ISSN - 0973-0958

Pediatric Oncall Journal View Article

Inferior vena cava and common iliac thrombosis in a newborn twin
Gabriela Etzel Gomes de Sa1, Miguel Machado Carlos Lopes2, Raquel Alexandra Barbosa de Nunes Gouveia Lopes2, Isabel Sampaio2, Maria da Graça Rocha Oliveira2, Rita Espírito Santo2, Maria João Palaré2.
1Faculdades Pequeno Príncipe, Curitiba, PR, Brasil,
2Departamento de Pediatria do Centro Hospitalar Universitário Lisboa Norte, EPE, Lisboa, Portugal.
Abstract
Introduction: Neonatal thrombosis affects approximately 3 to 5 out of every 100,000 newborns, with a mortality rate of 2 to 4%. Its occurrence may be associated with conditions involving the mother and the fetus/newborn and/or related to the medical assistance.
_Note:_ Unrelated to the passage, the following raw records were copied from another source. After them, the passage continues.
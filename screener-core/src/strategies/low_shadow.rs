//! Low shadow — a long lower shadow printed near the bottom of the recent
//! range, read as buyers defending support.

use serde::{Deserialize, Serialize};
use tracing::debug;

use super::{
    checked_latest, mean, signal_from_score, tail, ResultHeader, Strategy, StrategyResult,
    TIERS_80_65_50,
};
use crate::config::{ensure, StrategyKind, ValidateConfig};
use crate::domain::{SecuritySeries, StrategySignal};
use crate::error::ScreenError;
use crate::indicators::{highest_high, lowest_low};
use crate::pattern::CandleShape;

/// Lower-shadow ratio that earns full shadow credit.
const FULL_SHADOW: f64 = 0.6;

#[derive(Debug, Clone, PartialEq, Serialize, Deserialize)]
#[serde(default, deny_unknown_fields)]
pub struct LowShadowConfig {
    pub analysis_period: usize,
    pub min_lower_shadow_ratio: f64,
    /// Close must sit in the bottom fraction of the window's range.
    pub low_position_threshold: f64,
    pub min_body_ratio: f64,
    pub require_bullish: bool,
    pub min_volume_ratio: f64,
    pub max_upper_shadow_ratio: f64,
}

impl Default for LowShadowConfig {
    fn default() -> Self {
        Self {
            analysis_period: 20,
            min_lower_shadow_ratio: 0.4,
            low_position_threshold: 0.3,
            min_body_ratio: 0.1,
            require_bullish: true,
            min_volume_ratio: 1.2,
            max_upper_shadow_ratio: 0.2,
        }
    }
}

impl LowShadowConfig {
    pub fn standard() -> Self {
        Self::default()
    }

    pub fn conservative() -> Self {
        Self {
            min_lower_shadow_ratio: 0.5,
            low_position_threshold: 0.25,
            require_bullish: true,
            min_volume_ratio: 1.5,
            ..Self::default()
        }
    }

    pub fn aggressive() -> Self {
        Self {
            min_lower_shadow_ratio: 0.3,
            low_position_threshold: 0.4,
            require_bullish: false,
            min_volume_ratio: 1.0,
            ..Self::default()
        }
    }
}

impl ValidateConfig for LowShadowConfig {
    fn validate(&self) -> Result<(), ScreenError> {
        let within = |v: f64, lo: f64, hi: f64| (lo..=hi).contains(&v);
        ensure(self.analysis_period >= 5, "analysis_period must be at least 5")?;
        ensure(
            within(self.min_lower_shadow_ratio, 0.1, 0.8),
            "min_lower_shadow_ratio must lie in [0.1, 0.8]",
        )?;
        ensure(
            within(self.low_position_threshold, 0.1, 0.5),
            "low_position_threshold must lie in [0.1, 0.5]",
        )?;
        ensure(
            within(self.min_body_ratio, 0.05, 0.3),
            "min_body_ratio must lie in [0.05, 0.3]",
        )?;
        ensure(
            within(self.min_volume_ratio, 0.5, 5.0),
            "min_volume_ratio must lie in [0.5, 5.0]",
        )?;
        ensure(
            within(self.max_upper_shadow_ratio, 0.1, 0.5),
            "max_upper_shadow_ratio must lie in [0.1, 0.5]",
        )
    }
}

#[derive(Debug, Clone, PartialEq, Serialize, Deserialize)]
pub struct LowShadowResult {
    #[serde(flatten)]
    pub header: ResultHeader,
    pub lower_shadow_ratio: f64,
    pub upper_shadow_ratio: f64,
    pub body_ratio: f64,
    pub price_position: f64,
    pub volume_ratio: f64,
    pub is_bullish: bool,
    /// 0..=100 estimate of how firmly the low was defended.
    pub support_strength: f64,
    /// Conditions that did not hold; empty when the pattern qualifies.
    pub failed_conditions: Vec<String>,
}

#[derive(Debug, Clone)]
pub struct LowShadowStrategy {
    config: LowShadowConfig,
}

impl LowShadowStrategy {
    pub fn new(config: LowShadowConfig) -> Result<Self, ScreenError> {
        config.validate()?;
        Ok(Self { config })
    }

    pub fn config(&self) -> &LowShadowConfig {
        &self.config
    }
}

fn volume_credit(volume_ratio: f64) -> f64 {
    ((volume_ratio - 1.0) / 2.0).clamp(0.0, 1.0)
}

fn support_strength(shadow: f64, volume_ratio: f64, position: f64, bullish: bool) -> f64 {
    let score = (shadow / FULL_SHADOW).min(1.0) * 40.0
        + volume_credit(volume_ratio) * 25.0
        + (1.0 - position) * 20.0
        + if bullish { 15.0 } else { 0.0 };
    score.min(100.0)
}

impl Strategy for LowShadowStrategy {
    fn kind(&self) -> StrategyKind {
        StrategyKind::LowShadow
    }

    fn required_bars(&self) -> usize {
        self.config.analysis_period
    }

    fn analyze(&self, series: &SecuritySeries) -> Result<StrategyResult, ScreenError> {
        let latest = checked_latest(series, self.required_bars())?;
        let c = &self.config;
        let window = tail(&series.bars, c.analysis_period);

        let shape = CandleShape::of(latest);
        let is_bullish = latest.is_bullish();
        let price_position = match (highest_high(window), lowest_low(window)) {
            (Some(hi), Some(lo)) if hi > lo => (latest.close - lo) / (hi - lo),
            _ => 0.5,
        };
        let avg_volume = mean(window.iter().map(|b| b.volume));
        let volume_ratio = if avg_volume > 0.0 {
            latest.volume / avg_volume
        } else {
            1.0
        };

        let mut failed = Vec::new();
        if shape.lower_ratio < c.min_lower_shadow_ratio {
            failed.push(format!(
                "lower shadow {:.0}% under {:.0}%",
                shape.lower_ratio * 100.0,
                c.min_lower_shadow_ratio * 100.0
            ));
        }
        if shape.upper_ratio > c.max_upper_shadow_ratio {
            failed.push(format!("upper shadow {:.0}% too long", shape.upper_ratio * 100.0));
        }
        if shape.body_ratio < c.min_body_ratio {
            failed.push(format!("body {:.0}% too small", shape.body_ratio * 100.0));
        }
        if price_position > c.low_position_threshold {
            failed.push(format!("position {:.0}% of range too high", price_position * 100.0));
        }
        if c.require_bullish && !is_bullish {
            failed.push("not a bullish close".to_string());
        }
        if volume_ratio < c.min_volume_ratio {
            failed.push(format!("volume x{volume_ratio:.2} too light"));
        }

        let support = support_strength(shape.lower_ratio, volume_ratio, price_position, is_bullish);
        let (signal, strength, risk, description) = if failed.is_empty() {
            let score = (shape.lower_ratio / FULL_SHADOW).min(1.0) * 30.0
                + volume_credit(volume_ratio) * 25.0
                + (1.0 - price_position) * 25.0
                + if is_bullish { 20.0 } else { 0.0 };
            let mut risk = if support >= 80.0 {
                2
            } else if support >= 60.0 {
                3
            } else {
                4
            };
            if price_position < 0.2 {
                risk -= 1;
            }
            (
                signal_from_score(score, &TIERS_80_65_50),
                score,
                risk,
                format!(
                    "lower shadow {:.0}% at {:.0}% of the {}-day range, volume x{volume_ratio:.2}",
                    shape.lower_ratio * 100.0,
                    price_position * 100.0,
                    c.analysis_period
                ),
            )
        } else {
            (StrategySignal::Hold, 0.0, 3, failed.join("; "))
        };

        debug!(
            code = %series.code,
            lower = shape.lower_ratio,
            price_position,
            volume_ratio,
            support,
            failed = failed.len(),
            "low shadow evaluated"
        );

        Ok(StrategyResult::LowShadow(LowShadowResult {
            header: ResultHeader::new(series, latest, signal, strength, risk, description),
            lower_shadow_ratio: shape.lower_ratio,
            upper_shadow_ratio: shape.upper_ratio,
            body_ratio: shape.body_ratio,
            price_position,
            volume_ratio,
            is_bullish,
            support_strength: support,
            failed_conditions: failed,
        }))
    }
}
Case description: A full-term newborn (NB) of biamniotic bicorionic twin pregnancy, with excellent adaptation to extrauterine life, presented sudden hematuria at 28 hours of life, evolving with the need for invasive ventilation and hemodynamic support. Abdominal ultrasound revealed extensive venous thrombosis affecting the infrahepatic inferior vena cava and common iliac veins. The anatomopathological study of the placenta revealed the presence of an intervillous thrombus measuring 1.5 centimeters. The thrombotic condition was managed by the use of subcutaneous Enoxaparin and hospital discharge occurred after 45 days of hospitalization.
Discussion: The thrombus found in the intervillous space of the placenta suggests that it was the result of a maternal coagulative response as a result of a disturbance in maternal-fetal blood flow. Therefore, we believe that the thrombus found in the NB has the same origin as the thrombus found in the placenta, suggesting that the placental intervillous coagulation product has migrated to the fetal circulation. It is recommended to start the investigation of neonatal venous thrombosis through Doppler ultrasound. With regard to treatment, the agents of choice are low molecular weight heparins (LMWH), especially subcutaneous Enoxaparin sodium. It is understood that the mother-fetus binomial faced hemodynamic disorders, however, etiopathogenic clarifications are still lacking to define the triggering factor of the coagulation dysfunction.
Why this article important?
Considering the rare occurrence of neonatal thrombosis, there are still etiopathogenic, diagnostic and therapeutic factors that require more evidence and research, so it is hoped that sharing the experience acquired with the management of this case will serve as a subsidy for new perspectives on this pathology. We highlight the importance of disseminating information on rare cases of neonatal thrombosis, so that hypotheses can be raised from different perspectives and more studies on this pathological condition can be directed. We believe that there may be conditions or situations that lead to the occurrence of thrombosis in newborns that are still unknown by the scientific community.
Summary of article
This manuscript describes the case of a full-term twin newborn who presented with sudden hematuria on the second day of life, initiating the investigation. Through imaging tests, the presence of extensive venous thrombosis was confirmed. The newborn was treated according to updated scientific evidence and managed successfully. Despite the successful care provided to the baby, there are still some etiopathogenic clarifications to be made in order to define the trigger. Therefore, we raise hypotheses regarding the pathophysiology of this disease, hoping that this will provoke curiosity in the scientific community, leading to the direction of more studies regarding this condition.